WUSA 9 CBS is a Gannett station and they aren't getting the HD feed of it in Denver either.


----------



## larrystotler (Jun 6, 2004)

This is already being discussed in this thread:

http://www.dbstalk.com/showthread.php?t=53954


----------



## Rebollos (Feb 1, 2006)

When E10 is ready, the HD DC Locals will move to 110?


----------



## Fifty Caliber (Jan 4, 2006)

I doubt it.


----------



## arundc (Jan 14, 2006)

I know this is not news here but just got off the phone with Dish Tech Support. I wanted to reconfirm an upcoming work order. I was surprised to hear 3 HD Locals (ABC7, NBC4, and FOX5) are now available. I am going to check when I get home. Sorry, I didn't read DBSTalk for a few days and today I caught some threads announcing the availability already.

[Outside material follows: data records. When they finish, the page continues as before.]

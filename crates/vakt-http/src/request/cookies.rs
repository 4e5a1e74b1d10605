//! Cookie parsing and serialization
//!
//! Just enough of RFC 6265 for the pipeline: reading name/value pairs
//! from a request `Cookie` header and rendering `Set-Cookie` values with
//! the attributes the CSRF guard needs.

use http::header::{HeaderMap, COOKIE};

/// `SameSite` cookie attribute
#[derive(Debug, Clone, Copy, PartialEq, Eq)]
pub enum SameSite {
    Strict,
    Lax,
    None,
}

impl SameSite {
    fn as_str(&self) -> &'static str {
        match self {
            SameSite::Strict => "Strict",
            SameSite::Lax => "Lax",
            SameSite::None => "None",
        }
    }
}

/// An outbound cookie with the attributes the pipeline sets.
///
/// No `Max-Age`/`Expires` support: every cookie this pipeline issues is
/// session-scoped.
#[derive(Debug, Clone)]
pub struct Cookie {
    pub name: String,
    pub value: String,
    pub path: String,
    pub http_only: bool,
    pub secure: bool,
    pub same_site: SameSite,
}

impl Cookie {
    pub fn new(name: impl Into<String>, value: impl Into<String>) -> Self {
        Self {
            name: name.into(),
            value: value.into(),
            path: "/".to_string(),
            http_only: false,
            secure: false,
            same_site: SameSite::Lax,
        }
    }

    pub fn path(mut self, path: impl Into<String>) -> Self {
        self.path = path.into();
        self
    }

    pub fn http_only(mut self, http_only: bool) -> Self {
        self.http_only = http_only;
        self
    }

    pub fn secure(mut self, secure: bool) -> Self {
        self.secure = secure;
        self
    }

    pub fn same_site(mut self, same_site: SameSite) -> Self {
        self.same_site = same_site;
        self
    }

    /// Render as a `Set-Cookie` header value
    pub fn to_header_value(&self) -> String {
        let mut out = format!("{}={}; Path={}", self.name, self.value, self.path);
        if self.http_only {
            out.push_str("; HttpOnly");
        }
        if self.secure {
            out.push_str("; Secure");
        }
        out.push_str("; SameSite=");
        out.push_str(self.same_site.as_str());
        out
    }
}

/// Read a named cookie's value out of the request headers.
///
/// Multiple `Cookie` headers are scanned in order; the first match wins.
pub fn request_cookie(headers: &HeaderMap, name: &str) -> Option<String> {
    for header in headers.get_all(COOKIE) {
        let Ok(raw) = header.to_str() else { continue };
        for pair in raw.split(';') {
            if let Some((cookie_name, value)) = pair.trim().split_once('=') {
                if cookie_name == name {
                    return Some(value.to_string());
                }
            }
        }
    }
    None
}

#[cfg(test)]
mod tests {
    use super::*;
    use http::HeaderValue;

    #[test]
    fn renders_set_cookie_attributes() {
        let cookie = Cookie::new("csrf_token", "abc123")
            .http_only(true)
            .secure(true)
            .same_site(SameSite::Strict);

        assert_eq!(
            cookie.to_header_value(),
            "csrf_token=abc123; Path=/; HttpOnly; Secure; SameSite=Strict"
        );
    }

    #[test]
    fn session_cookies_carry_no_expiry() {
        let rendered = Cookie::new("csrf_token", "abc").to_header_value();
        assert!(!rendered.contains("Max-Age"));
        assert!(!rendered.contains("Expires"));
    }

    #[test]
    fn finds_named_cookie_among_many() {
        let mut headers = HeaderMap::new();
        headers.insert(
            COOKIE,
            HeaderValue::from_static("session=xyz; csrf_token=tok-1; theme=dark"),
        );

        assert_eq!(request_cookie(&headers, "csrf_token").as_deref(), Some("tok-1"));
        assert_eq!(request_cookie(&headers, "theme").as_deref(), Some("dark"));
        assert!(request_cookie(&headers, "missing").is_none());
    }

    #[test]
    fn no_cookie_header_is_none() {
        let headers = HeaderMap::new();
        assert!(request_cookie(&headers, "csrf_token").is_none());
    }
}
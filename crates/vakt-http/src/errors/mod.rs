//! Error rendering and message normalization

pub mod normalize;
pub mod responses;

pub use normalize::{restore_body, sanitize_error};
pub use responses::{ErrorBody, FieldError};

Anyhoo...I currently have a Dish500 for 110 and 119 and Dish300 for 61.5 Techie confirmed that I have the right setup for all the SD and HD channels and I won't be getting a Dish1000 setup. They are not doing them any more for folks with Dish500 and 300. Most I will get is a DPP44 switch upgrade from a current DP34, which I am hoping that the installer will have in stock when they come over next week. I don't want a 2nd hole through my wall.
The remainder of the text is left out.